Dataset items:

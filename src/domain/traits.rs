// ============================================================
// Layer 3 - Core Traits (Abstractions)
// ============================================================
// Seams between the networks and the outside world. Nothing here
// knows about Burn tensors.

use anyhow::Result;

use crate::domain::embedding::PretrainedTable;
use crate::domain::vocabulary::Vocabulary;

// ─── EmbeddingProvider ────────────────────────────────────────────────────────
/// Anything that can produce pretrained word vectors for a vocabulary.
///
/// Implementations:
///   - TextEmbeddingFile → whitespace separated `token v1 .. vD` lines
pub trait EmbeddingProvider {
    /// Align the source vectors to `vocab`. The returned table has
    /// exactly `vocab.len()` rows.
    fn load(&self, vocab: &Vocabulary, freeze: bool) -> Result<PretrainedTable>;
}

*What is expected:*
A single figure is required: the number of lines above in which the string "PretrainedTable" appears.

*Result for this task:*
2